On one vessel, five people died on a very expensive excursion that was supposed to return them to the lives they knew. On the other, perhaps 500 people died just days earlier on a squalid and perilous voyage, fleeing poverty and violence in search of new lives.

After contact was lost with the five inside a submersible descending to the Titanic, multiple countries and private entities sent ships, planes and underwater drones to pursue a faint hope of rescue. That was far more effort than was made on behalf of the hundreds aboard a dangerously overcrowded, disabled fishing trawler off the Greek coast while there were still ample chances for rescue.

And it was the lost submersible, the Titan, that drew enormous attention from news organizations worldwide and their audiences, far more than the boat that sank in the Mediterranean and the Greek Coast Guard’s failure to help before it capsized.

On the one hand: the deaths of five conspicuously wealthy people who perished in the quest for adventure (and some would say, foolishly so) — seeking remnants of the Titanic.

On the other hand: the deaths of hundreds of conspicuously poor people who perished in the quest for a better life.

On the one hand: the biographies of those lost on the Titan — including the fact that the chief executive of OceanGate Expeditions, the company that owned Titan, who was piloting the submersible, was Stockton Rush, 61.

His story is a narrative of inherited prestige and status — descended from two signers of the Declaration of Independence (Richard Stockton and Benjamin Rush) and married to Wendy Weil, a great-great-granddaughter of Isidor and Ida Straus, who perished on the Titanic.

On the other hand: the biographies of the refugees who drowned.

Or, rather: the utter lack of biographies.

OK, forget biographies for a moment.

Just tell me one of their names.

Just one.

Again, The New York Times:

Those on the fishing boat — as many as 750, officials have estimated, with barely 100 survivors — were migrants primarily from South Asia and the Middle East, trying to reach Europe.

“We saw how some lives are valued and some are not,” Judith Sunderland, acting deputy director for Europe at the group Human Rights Watch, said in an interview. And in looking at the treatment of migrants, she added, “We cannot avoid talking about racism and xenophobia.”

At a forum in Athens on Thursday, former President Barack Obama weighed in, saying of the submersible, “the fact that that’s gotten so much more attention than 700 people who sank, that’s an untenable situation.”

Theoretically, compassion is not a zero-sum game. Theoretically, one must not say: “I have enough room in my soul for caring about this five, and not enough for these 500.”

Hesed — compassion — is like a candle’s flame. It does not get dimmer the more it is used.

But, in reality, in the world of the media and of celebrity: Yes, rich people get more coverage than poor people.


And, sometimes, people themselves don’t even make the cut.

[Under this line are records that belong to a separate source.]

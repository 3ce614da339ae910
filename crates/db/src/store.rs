//! The Configuration Store seam.
//!
//! Handlers depend on [`ConfigurationStore`] rather than on a pool so the
//! same routes run over PostgreSQL ([`PgStore`]) or in memory
//! ([`MemoryStore`](crate::memory::MemoryStore)). Both report failures as
//! `sqlx::Error` so the HTTP layer classifies them in one place.

use albmig_core::conversion::{
    AviOutputDocument, ConversionStatusDocument, NewAviOutput, NewConversionStatus,
};
use albmig_core::lab_controller::{LabControllerDetails, SetLabControllerDetails};
use albmig_core::migration::{
    DiscoveredVirtualService, MergeSummary, MigrationRun, MigrationStatus,
    VirtualServiceMigration,
};
use albmig_core::overview::StatusCounts;
use albmig_core::playbook::{NewPlaybook, Playbook};
use albmig_core::types::{DbId, Timestamp};
use async_trait::async_trait;

use crate::models::decode_error;
use crate::models::virtual_service::into_domain;
use crate::repositories::{
    ConversionRepo, LabControllerRepo, PlaybookRepo, RunRepo, VirtualServiceRepo,
};
use crate::DbPool;

/// Persistence operations the migration tracker needs.
#[async_trait]
pub trait ConfigurationStore: Send + Sync {
    /// Cheap reachability check.
    async fn health_check(&self) -> Result<(), sqlx::Error>;

    /// The most recent run.
    async fn current_run(&self) -> Result<Option<MigrationRun>, sqlx::Error>;

    /// Start a new run with the given virtual services, all `pending`.
    async fn create_run(
        &self,
        label: &str,
        services: &[DiscoveredVirtualService],
    ) -> Result<MigrationRun, sqlx::Error>;

    /// Every virtual service of a run, in import order.
    async fn list_virtual_services(
        &self,
        run_id: DbId,
    ) -> Result<Vec<VirtualServiceMigration>, sqlx::Error>;

    async fn status_counts(&self, run_id: DbId) -> Result<StatusCounts, sqlx::Error>;

    async fn find_virtual_service(
        &self,
        id: DbId,
    ) -> Result<Option<VirtualServiceMigration>, sqlx::Error>;

    /// Persist a status.
    ///
    /// The write is guarded in the same step: a row that is already
    /// `completed` keeps its status and `None` is returned, so concurrent
    /// writers cannot reopen it.
    async fn update_status(
        &self,
        id: DbId,
        status: MigrationStatus,
        avi_ref: Option<&str>,
    ) -> Result<Option<VirtualServiceMigration>, sqlx::Error>;

    /// Add virtual services the run does not know yet (matched by `f5_ref`).
    async fn merge_discovered(
        &self,
        run_id: DbId,
        services: &[DiscoveredVirtualService],
    ) -> Result<MergeSummary, sqlx::Error>;

    async fn lab_controller(&self) -> Result<Option<LabControllerDetails>, sqlx::Error>;

    /// Overwrite the lab controller record.
    async fn set_lab_controller(
        &self,
        input: &SetLabControllerDetails,
    ) -> Result<LabControllerDetails, sqlx::Error>;

    /// Stamp the time of the last successful live fetch.
    async fn mark_lab_controller_fetched(
        &self,
        at: Timestamp,
    ) -> Result<Option<LabControllerDetails>, sqlx::Error>;

    async fn insert_conversion_status(
        &self,
        run_id: DbId,
        doc: &NewConversionStatus,
    ) -> Result<ConversionStatusDocument, sqlx::Error>;

    async fn latest_conversion_status(
        &self,
        run_id: DbId,
    ) -> Result<Option<ConversionStatusDocument>, sqlx::Error>;

    async fn insert_avi_output(
        &self,
        run_id: DbId,
        doc: &NewAviOutput,
    ) -> Result<AviOutputDocument, sqlx::Error>;

    async fn latest_avi_output(
        &self,
        run_id: DbId,
    ) -> Result<Option<AviOutputDocument>, sqlx::Error>;

    async fn insert_playbook(
        &self,
        run_id: DbId,
        playbook: &NewPlaybook,
    ) -> Result<Playbook, sqlx::Error>;

    /// Playbooks of a run, newest first.
    async fn list_playbooks(&self, run_id: DbId) -> Result<Vec<Playbook>, sqlx::Error>;

    async fn find_playbook(&self, id: DbId) -> Result<Option<Playbook>, sqlx::Error>;
}

/// PostgreSQL-backed store delegating to the repositories.
#[derive(Clone)]
pub struct PgStore {
    pool: DbPool,
}

impl PgStore {
    pub fn new(pool: DbPool) -> Self {
        Self { pool }
    }

    pub fn pool(&self) -> &DbPool {
        &self.pool
    }
}

#[async_trait]
impl ConfigurationStore for PgStore {
    async fn health_check(&self) -> Result<(), sqlx::Error> {
        crate::health_check(&self.pool).await
    }

    async fn current_run(&self) -> Result<Option<MigrationRun>, sqlx::Error> {
        Ok(RunRepo::find_latest(&self.pool).await?.map(Into::into))
    }

    async fn create_run(
        &self,
        label: &str,
        services: &[DiscoveredVirtualService],
    ) -> Result<MigrationRun, sqlx::Error> {
        let row = RunRepo::create_with_services(&self.pool, label, services).await?;
        tracing::debug!(run_id = row.id, count = services.len(), "Migration run created");
        Ok(row.into())
    }

    async fn list_virtual_services(
        &self,
        run_id: DbId,
    ) -> Result<Vec<VirtualServiceMigration>, sqlx::Error> {
        into_domain(VirtualServiceRepo::list_by_run(&self.pool, run_id).await?)
    }

    async fn status_counts(&self, run_id: DbId) -> Result<StatusCounts, sqlx::Error> {
        let mut counts = StatusCounts::default();
        for (status, n) in VirtualServiceRepo::count_by_status(&self.pool, run_id).await? {
            let status = MigrationStatus::from_str_db(&status).map_err(decode_error)?;
            counts.add(status, n);
        }
        Ok(counts)
    }

    async fn find_virtual_service(
        &self,
        id: DbId,
    ) -> Result<Option<VirtualServiceMigration>, sqlx::Error> {
        VirtualServiceRepo::find_by_id(&self.pool, id)
            .await?
            .map(|row| VirtualServiceMigration::try_from(row).map_err(decode_error))
            .transpose()
    }

    async fn update_status(
        &self,
        id: DbId,
        status: MigrationStatus,
        avi_ref: Option<&str>,
    ) -> Result<Option<VirtualServiceMigration>, sqlx::Error> {
        VirtualServiceRepo::update_status(&self.pool, id, status.as_str(), avi_ref)
            .await?
            .map(|row| VirtualServiceMigration::try_from(row).map_err(decode_error))
            .transpose()
    }

    async fn merge_discovered(
        &self,
        run_id: DbId,
        services: &[DiscoveredVirtualService],
    ) -> Result<MergeSummary, sqlx::Error> {
        let inserted = VirtualServiceRepo::insert_missing(&self.pool, run_id, services).await?;
        Ok(MergeSummary {
            inserted,
            unchanged: services.len() - inserted,
        })
    }

    async fn lab_controller(&self) -> Result<Option<LabControllerDetails>, sqlx::Error> {
        Ok(LabControllerRepo::find(&self.pool).await?.map(Into::into))
    }

    async fn set_lab_controller(
        &self,
        input: &SetLabControllerDetails,
    ) -> Result<LabControllerDetails, sqlx::Error> {
        Ok(LabControllerRepo::upsert(&self.pool, input).await?.into())
    }

    async fn mark_lab_controller_fetched(
        &self,
        at: Timestamp,
    ) -> Result<Option<LabControllerDetails>, sqlx::Error> {
        Ok(LabControllerRepo::touch_fetched(&self.pool, at)
            .await?
            .map(Into::into))
    }

    async fn insert_conversion_status(
        &self,
        run_id: DbId,
        doc: &NewConversionStatus,
    ) -> Result<ConversionStatusDocument, sqlx::Error> {
        Ok(ConversionRepo::insert_status(&self.pool, run_id, doc)
            .await?
            .into())
    }

    async fn latest_conversion_status(
        &self,
        run_id: DbId,
    ) -> Result<Option<ConversionStatusDocument>, sqlx::Error> {
        Ok(ConversionRepo::latest_status(&self.pool, run_id)
            .await?
            .map(Into::into))
    }

    async fn insert_avi_output(
        &self,
        run_id: DbId,
        doc: &NewAviOutput,
    ) -> Result<AviOutputDocument, sqlx::Error> {
        Ok(ConversionRepo::insert_avi_output(&self.pool, run_id, doc)
            .await?
            .into())
    }

    async fn latest_avi_output(
        &self,
        run_id: DbId,
    ) -> Result<Option<AviOutputDocument>, sqlx::Error> {
        Ok(ConversionRepo::latest_avi_output(&self.pool, run_id)
            .await?
            .map(Into::into))
    }

    async fn insert_playbook(
        &self,
        run_id: DbId,
        playbook: &NewPlaybook,
    ) -> Result<Playbook, sqlx::Error> {
        Ok(PlaybookRepo::insert(&self.pool, run_id, playbook).await?.into())
    }

    async fn list_playbooks(&self, run_id: DbId) -> Result<Vec<Playbook>, sqlx::Error> {
        Ok(PlaybookRepo::list_by_run(&self.pool, run_id)
            .await?
            .into_iter()
            .map(Into::into)
            .collect())
    }

    async fn find_playbook(&self, id: DbId) -> Result<Option<Playbook>, sqlx::Error> {
        Ok(PlaybookRepo::find_by_id(&self.pool, id).await?.map(Into::into))
    }
}
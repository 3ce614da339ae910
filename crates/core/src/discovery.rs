//! Discovery import and the virtual service breakdown report.

use std::collections::BTreeMap;

use serde::{Deserialize, Serialize};

use crate::migration::{DiscoveredVirtualService, MigrationRun, VirtualServiceMigration};
use crate::types::{DbId, Timestamp};

/// Bucket used for virtual services without a known F5 type.
pub const UNKNOWN_VS_TYPE: &str = "unknown";

/// File name of the raw discovery download.
pub const DISCOVERY_EXPORT_FILE_NAME: &str = "bigip_discovery_data.json";

/// Body of `POST /discovery/import`.
#[derive(Debug, Clone, Serialize, Deserialize)]
#[serde(rename_all = "camelCase")]
pub struct DiscoveryImport {
    pub label: String,
    pub virtual_services: Vec<DiscoveredVirtualService>,
}

/// Response of `POST /discovery/import`.
#[derive(Debug, Clone, Serialize, Deserialize)]
#[serde(rename_all = "camelCase")]
pub struct ImportedRun {
    pub run: MigrationRun,
    pub imported_count: usize,
}

/// Virtual service counts per F5 type for one run.
#[derive(Debug, Clone, Default, PartialEq, Eq, Serialize, Deserialize)]
#[serde(rename_all = "camelCase")]
pub struct DiscoveryReport {
    pub run_id: Option<DbId>,
    pub total: i64,
    pub types: BTreeMap<String, i64>,
}

impl DiscoveryReport {
    /// Build the report from every virtual service of a run.
    pub fn from_run(run_id: Option<DbId>, services: &[VirtualServiceMigration]) -> Self {
        let mut types = BTreeMap::new();
        for vs in services {
            let key = vs
                .vs_type
                .as_deref()
                .filter(|t| !t.trim().is_empty())
                .unwrap_or(UNKNOWN_VS_TYPE);
            *types.entry(key.to_string()).or_insert(0) += 1;
        }
        Self {
            run_id,
            total: services.len() as i64,
            types,
        }
    }
}

/// Raw discovery data of one run, served as a file download.
#[derive(Debug, Clone, PartialEq, Serialize, Deserialize)]
#[serde(rename_all = "camelCase")]
pub struct DiscoveryExport {
    pub run: MigrationRun,
    pub exported_at: Timestamp,
    pub virtual_services: Vec<VirtualServiceMigration>,
}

Let me share two stories with you from the dark days of World War II — stories that ask us to judge our humanity.

The first story is the story of the Lipizzaner stallions. The Lipizzaner stallions are a famed breed of riding horse, developed during the Habsburg Empire in the 16th century. They are considered a master breed of horses — the aristocracy of horses, if you will.

Come with me to the final days of World War II in Europe. “Operation Cowboy” was a combined effort — of Allied forces and German forces — to save that fabled breed of horses.

Gripping his Thompson sub-machine gun, Stewart, already a grizzled veteran at the age of 29, scanned the field warily. The first SS attack had been beaten back, but the enemy would return. He glanced at his men. All had done well. ‘Stewart’s Foreign Legion,’ as they jokingly were calling themselves, had fought its first battle and won. Surrounded deep inside hostile territory, the small force was tasked with baby-sitting the world’s most precious horses. It was the toughest assignment Stewart had faced since landing in Normandy the previous year, but his most important. What was at stake was nothing less than the survival of a living European treasure.

Let’s just read that last line again aloud. “What was at stake was nothing less than the survival of a living European treasure.”

The second story: “The Monuments Men.”

“The Monuments Men” was a movie with the kind of all-star cast you rarely see in movies anymore: George Clooney, Matt Damon, Bill Murray, John Goodman and Cate Blanchett.

It is the story of how Allied soldiers tried to find and save pieces of art and other culturally significant items before the Nazis could destroy or steal them.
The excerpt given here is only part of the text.